27 settembre 2012, Lille
Perché tutti i buoni diari, lettere, e ora pure blog che si rispettino, devono iniziare con una data e un luogo. Ed è qui che mi trovo, nel nord della Francia. Ed è questo il giorno giusto per cominciare qualcosa di nuovo, un viaggio, un'esperienza, che sia un Erasmus o cinque righe buttate giù di fila prima di andare a letto.

ore 7.10 - partenza da Pieve di Soligo.
ore 8.17 - all'imbarco: "mamma, ma la mia valigia dove l'hai lasciata?" "ah, ero così felice che me la sono dimenticata in macchina!vado a prenderla".
ore 8.30 - sono il fortunato centesimo passeggero che si becca il controllo campione e rimango in mutande in mezzo a quella trentina di sconosciuti che ti fanno sentire a tuo agio.
ore 9.25 - mi sono davvero seduta vicino al tipo più rompicoglioni di tutto l'aereo?
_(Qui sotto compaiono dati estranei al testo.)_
//! Cart route handlers.
//!
//! The cart lives in the visitor's session. Every mutation is a form post
//! that redirects back to a page (post/redirect/get), with a one-shot notice
//! describing the outcome.

use askama::Template;
use askama_web::WebTemplate;
use axum::{
    Form,
    extract::State,
    response::{IntoResponse, Redirect},
};
use fashion_store_core::{Cart, CartItem, CategoryId, ProductId};
use serde::Deserialize;
use tracing::instrument;

use super::Layout;
use crate::error::Result;
use crate::filters;
use crate::middleware::{OptionalAuth, SessionCart};
use crate::models::{Flash, session::set_flash};
use crate::state::AppState;

/// Cart line display data for templates.
#[derive(Clone)]
pub struct CartLineView {
    pub product_id: String,
    pub name: String,
    pub image_url: String,
    pub size: String,
    pub color: String,
    pub quantity: u32,
    pub unit_price: String,
    pub line_total: String,
    /// Quantity posted by the "-" button (0 removes the line).
    pub decrement: i64,
    /// Quantity posted by the "+" button.
    pub increment: i64,
}

impl From<&CartItem> for CartLineView {
    fn from(item: &CartItem) -> Self {
        let quantity = i64::from(item.quantity);
        Self {
            product_id: item.product_id.to_string(),
            name: item.name.clone(),
            image_url: item.image_url.clone(),
            size: item.size.clone(),
            color: item.color.clone(),
            quantity: item.quantity,
            unit_price: item.price.to_string(),
            line_total: item.line_total().to_string(),
            decrement: quantity - 1,
            increment: quantity + 1,
        }
    }
}

/// Cart display data for templates.
#[derive(Clone)]
pub struct CartView {
    pub lines: Vec<CartLineView>,
    pub total: String,
    pub item_count: u64,
}

impl From<&Cart> for CartView {
    fn from(cart: &Cart) -> Self {
        Self {
            lines: cart.items().iter().map(CartLineView::from).collect(),
            total: cart.total_price().to_string(),
            item_count: cart.total_items(),
        }
    }
}

/// Add to cart form data.
#[derive(Debug, Deserialize)]
pub struct AddToCartForm {
    pub product_id: ProductId,
    #[serde(default)]
    pub size: String,
    #[serde(default)]
    pub color: String,
    /// Category filter of the page the form was posted from.
    #[serde(default)]
    pub category: String,
}

/// Update quantity form data.
#[derive(Debug, Deserialize)]
pub struct UpdateCartForm {
    pub product_id: ProductId,
    #[serde(default)]
    pub size: String,
    #[serde(default)]
    pub color: String,
    pub quantity: i64,
}

/// Remove line form data.
#[derive(Debug, Deserialize)]
pub struct RemoveFromCartForm {
    pub product_id: ProductId,
    #[serde(default)]
    pub size: String,
    #[serde(default)]
    pub color: String,
}

/// Cart page template.
#[derive(Template, WebTemplate)]
#[template(path = "cart/show.html")]
pub struct CartShowTemplate {
    pub layout: Layout,
    pub cart: CartView,
}

/// Cart count badge fragment template.
#[derive(Template, WebTemplate)]
#[template(path = "partials/cart_count.html")]
pub struct CartCountTemplate {
    pub count: u64,
}

/// Shop URL to return to after adding, keeping a valid category filter.
fn shop_url(category: &str) -> String {
    category
        .parse::<CategoryId>()
        .map_or_else(|_| "/".to_string(), |id| format!("/?category={id}"))
}

/// Display cart page.
#[instrument(skip(state, user, cart))]
pub async fn show(
    State(state): State<AppState>,
    OptionalAuth(user): OptionalAuth,
    cart: SessionCart,
) -> CartShowTemplate {
    CartShowTemplate {
        cart: CartView::from(&cart.cart),
        layout: Layout::new(&state, user.as_ref(), &cart).await,
    }
}

/// Add one unit of a product variant to the cart.
///
/// Name, price and image come from a fresh read of the product, never from
/// the form. Unknown products, sold-out products and options the product
/// does not offer are turned away with a notice.
#[instrument(skip(state, cart), fields(product_id = %form.product_id))]
pub async fn add(
    State(state): State<AppState>,
    mut cart: SessionCart,
    Form(form): Form<AddToCartForm>,
) -> Result<Redirect> {
    let back = shop_url(&form.category);

    let flash = match state.data().get_product(form.product_id).await {
        Err(e) => {
            tracing::error!(error = %e, "Failed to load product for cart");
            Flash::error("Impossible d'ajouter ce produit pour le moment")
        }
        Ok(None) => Flash::error("Ce produit n'est plus disponible"),
        Ok(Some(product)) if !product.in_stock() => Flash::error("Rupture de stock"),
        Ok(Some(product))
            if !product.offers_size(&form.size) || !product.offers_color(&form.color) =>
        {
            Flash::error("Taille ou couleur indisponible pour ce produit")
        }
        Ok(Some(product)) => {
            cart.cart.add_item(CartItem {
                product_id: product.id,
                name: product.name,
                price: product.price,
                quantity: 1,
                size: form.size,
                color: form.color,
                image_url: product.image_url,
            });
            cart.save().await?;
            tracing::info!(items = cart.cart.total_items(), "Added to cart");
            Flash::success("Ajouté au panier!")
        }
    };

    set_flash(cart.session(), flash).await?;
    Ok(Redirect::to(&back))
}

/// Set the quantity of a cart line.
#[instrument(skip(cart))]
pub async fn update(mut cart: SessionCart, Form(form): Form<UpdateCartForm>) -> Result<Redirect> {
    cart.cart
        .update_quantity(form.product_id, &form.size, &form.color, form.quantity);
    cart.save().await?;
    Ok(Redirect::to("/cart"))
}

/// Remove a cart line.
#[instrument(skip(cart))]
pub async fn remove(
    mut cart: SessionCart,
    Form(form): Form<RemoveFromCartForm>,
) -> Result<Redirect> {
    cart.cart
        .remove_item(form.product_id, &form.size, &form.color);
    cart.save().await?;
    Ok(Redirect::to("/cart"))
}

/// Empty the cart.
#[instrument(skip(cart))]
pub async fn clear(mut cart: SessionCart) -> Result<Redirect> {
    cart.cart.clear();
    cart.save().await?;
    Ok(Redirect::to("/cart"))
}

/// Cart count badge.
pub async fn count(cart: SessionCart) -> impl IntoResponse {
    CartCountTemplate {
        count: cart.cart.total_items(),
    }
}

/// Placing orders is not available yet: the cart is kept as is and the
/// visitor is told so.
#[instrument(skip(cart))]
pub async fn checkout(cart: SessionCart) -> Result<Redirect> {
    let flash = if cart.cart.is_empty() {
        Flash::info("Votre panier est vide")
    } else {
        Flash::info("La commande en ligne n'est pas encore disponible. Votre panier est conservé.")
    };

    set_flash(cart.session(), flash).await?;
    Ok(Redirect::to("/cart"))
}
ore 10.38 - lampo di genio mi convince che magari è meglio non uscire alla ricerca di un bus senza aver recuperato il bagaglio imbarcato.
ore 13.31 - incrocio lo sguardo della mia probabile couch surfer mentre succhio le ultime gocce del mio succhino bio (la classica sinfonia del wwwwuuuuuuuusssshhh).
ore 13.32 - ma ho davvero speso 84€ per comprare quel cazzo di corso di francese "senza sforzo"?
ore 16.30 - entro per la prima volta in uno zoo (ufficialmente perché gli animali che ospita sono stati sequestrati alla dogana a trafficanti illegali, e quindi dovrebbero vivere meglio in gabbia che in pellicceria. Ma in effetti, mentre cammino, mi domando con che compagnia volasse il tipo che si è imbarcato due rinoceronti e sei zebre).
ore 18.32 - "martaaaa ti sto scrivendo un messaggio e contemporaneamente ti vedooooo" (madri ottuagenarie che imparano a usare Skype).
ore 20.05 - cerco di spiegare a Laurene che mi sento un po' come se fossi la sua cugina dal sudamerica che non ha mai conosciuto e che viene a trovarla all'età di vent'anni senza sapere niente né di lei né della città in cui vive. Mi guarda stranita, non capisco se è perché non abbia una cugina sudamericana o se è perché con il francese "senza sforzo" dobbiamo ancora affrontare sia condizionale che congiuntivo.
ore 22.20 - finisco di scrivere menate e me ne vado a nanna, il primo giorno è già durato abbastanza.

P.S.
Programmi per domani. Capire come si fa l'accento circonflesso con la tastiera del pc. Cercare sul vocabolario come si dice "quindi" e smetterla di fare la tamarra infilando dei continui "so" in tutti i discorsi.